The true value of formulas becomes more apparent as model complexity increases, where they can be a huge time-saver. For example:

~ (f1 + f2 + f3) * (x1 + x2 + scale(x3))
tells the formula interpreter to consider 16 fields of input data, corresponding to an intercept (1), each of the f* fields (3), each of the x* fields (3), and the combination of each f with each x (9). It also instructs the materializer to ensure that the x3 column is rescaled during the model matrix materialization phase such that it has mean zero and standard error of 1. If any of these columns is categorical in nature, they would by default also be one-hot/dummy encoded. Depending on the formula interpreter (including Formulaic), extra steps would also be taken to ensure that the resulting model matrix is structurally full-rank.

As an added bonus, some formula implementations (including Formulaic) can remember any choices made during the materialization process, and apply them to consistently to new data, making it possible to easily generate new data that conforms to the same structure as the training data. For example, the scale(...) transform in the example above makes use of the mean and variance of the column to be scaled.

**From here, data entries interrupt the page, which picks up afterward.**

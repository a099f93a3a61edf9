//! Crate-wide error taxonomy.
//!
//! Internal components return `Result<_, Error>`; POSIX error numbers are
//! only produced at the [`crate::engine::FilesystemEngine`] boundary, via
//! [`Error::to_errno`]. Nothing below that boundary should know about
//! `libc`.

/// Errors produced anywhere in the engine.
#[derive(Debug, thiserror::Error)]
pub enum Error {
    /// A path, or a component of a path, does not resolve to any inode.
    #[error("not found")]
    NotFound,

    /// The caller lacks the permission bits required for the operation.
    #[error("permission denied")]
    PermissionDenied,

    /// `rmdir`/`unlink` was attempted on a directory that still has children.
    #[error("directory not empty")]
    NotEmpty,

    /// `create`/`mkdir`/`symlink` targeted a `(parent_id, filename)` pair
    /// that is already occupied.
    #[error("already exists")]
    AlreadyExists,

    /// An advisory lock could not be acquired because another holder
    /// conflicts with the request.
    #[error("locked")]
    Locked,

    /// A lock acquisition waited past `lock_access_attempt_seconds` without
    /// resolving.
    #[error("would deadlock")]
    WouldDeadlock,

    /// `lock()` was called with an unrecognized `cmd`.
    #[error("bad file descriptor")]
    BadFileDescriptor,

    /// An extended attribute lookup or removal targeted a name that is not
    /// set on the inode.
    #[error("attribute not found")]
    NoAttribute,

    /// The configuration file failed validation. Fatal at startup.
    #[error("invalid configuration: {0}")]
    InvalidConfig(String),

    /// The store could not be reached within `mongo_access_attempt_seconds`.
    /// The mount aborts after this is raised.
    #[error("store unreachable: {0}")]
    StoreUnreachable(String),

    /// A store operation failed for a reason other than transport loss
    /// (e.g. a malformed document). Not retried.
    #[error("store error: {0}")]
    Store(#[from] mongodb::error::Error),

    /// An inode document failed to parse back out of BSON.
    #[error("corrupt document: {0}")]
    Corrupt(String),
}

impl Error {
    /// Translate into the POSIX error number the kernel bridge expects in
    /// a FUSE reply. See spec §7.
    pub fn to_errno(&self) -> libc::c_int {
        match self {
            Error::NotFound => libc::ENOENT,
            Error::PermissionDenied => libc::EACCES,
            Error::NotEmpty => libc::ENOTEMPTY,
            Error::AlreadyExists => libc::EEXIST,
            Error::Locked => libc::EAGAIN,
            Error::WouldDeadlock => libc::EAGAIN,
            Error::BadFileDescriptor => libc::EBADF,
            Error::NoAttribute => {
                #[cfg(target_os = "linux")]
                {
                    libc::ENODATA
                }
                #[cfg(not(target_os = "linux"))]
                {
                    libc::ENOATTR
                }
            }
            Error::InvalidConfig(_) => libc::EINVAL,
            Error::StoreUnreachable(_) => libc::EIO,
            Error::Store(_) => libc::EIO,
            Error::Corrupt(_) => libc::EIO,
        }
    }
}

/// Convenience alias used throughout the engine.
pub type Result<T> = std::result::Result<T, Error>;

/// Legacy variant of [`Error::to_errno`] where lock contention surfaces as
/// `EDEADLK` rather than `EAGAIN`. Selected by `Config::legacy_lock_errno`.
/// See spec §7: "locked / would-deadlock -> EAGAIN (or EDEADLK in legacy mode)".
pub fn to_errno_legacy(err: &Error) -> libc::c_int {
    match err {
        Error::Locked | Error::WouldDeadlock => libc::EDEADLK,
        other => other.to_errno(),
    }
}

Any future data should, however, should not undergo scaling based on its own mean and variance, but rather on the mean and variance that was measured for the training data set (otherwise the new dataset will not be consistent with the expectations of the trained model which will be interpreting it).

Limitations

Formulas are a very flexible tool, and can be augmented with arbitrary user-defined transforms. However, some transformations required by certain models may be more elegantly defined via a pre-formula dataframe operation or post-formula model matrix operation. Another consideration is that the default encoding and materialization choices for data are aligned with linear regression. If you are using a tree model, for example, you may not be interested in dummy encoding of "categorical" features, and this type of transform would have to be explicitly noted in the formula. Nevertheless, even in these cases, formulas are an excellent tool, and can often be used to greatly simplify data preparation workflows.

Where to from here?

To learn about the full set of features supported by the formula language as implemented by Formulaic, please review the Formula Grammar. To get a feel for how you can use formulaic to transform your dataframes into model matrices, please review the Quickstart.


  1. Wilkinson, G. N., and C. E. Rogers. Symbolic description of factorial models for analysis of variance. J. Royal Statistics Society 22, pp. 392–399, 1973.